What Dx code are we using for a bulging disk.

pt was in mva doc says "small posterior disk bulges" cervical

cant seem to find anything 

Thank You!!


----------



## maryanneheath (Jan 26, 2012)

Mornin'

I think the closest you are going to get is 722.0.  Either that or the unspecified 722.91.


----------



## Jamie Dezenzo (Jan 26, 2012)

*I go w/ 722.0*
Published in Orthopedic Coding Alert, November 2004

Question: My surgeon's operative report says,”_*Mild central disk bulge at L4-5*_ with facet and ligamentum flavum hypertrophy.” Which ICD-9 code should I use for this?

Missouri Subscriber

Answer: *Your best bet is code 722.10 (Displacement of thoracic or lumbar intervertebral disk without myelopathy; lumbar intervertebral disk without myelopathy)*. Also report 724.8 (Other symptoms referable to back) to indicate the facet hypertrophy.

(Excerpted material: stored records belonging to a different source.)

use st_core::SearchEntity;
use st_core::search::SearchPage;

use crate::http::decode;
use crate::{ApiClient, ClientError};

impl ApiClient {
    /// `GET /search/{entity}` with pre-composed parameters.
    ///
    /// # Errors
    ///
    /// Returns [`ClientError`] on transport, status or decode failures.
    pub async fn search_page(
        &self,
        entity: SearchEntity,
        params: &[(String, String)],
    ) -> Result<SearchPage, ClientError> {
        let path = format!("/search/{}", entity.path_segment());
        let body = self.get_json(&path, params).await?;
        decode(body, "search page")
    }
}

The “mild central disk bulge” indicates displacement of the disk. You can assume that the physician examined a lumbar disk because he documented it at “L4-5,” and “L” indicates lumbar.


----------



## jdemar (Jan 26, 2012)

Yes, I agree with cervical 722.0; and also for others I use lumbar 722.10, and thoracic  722.11.


----------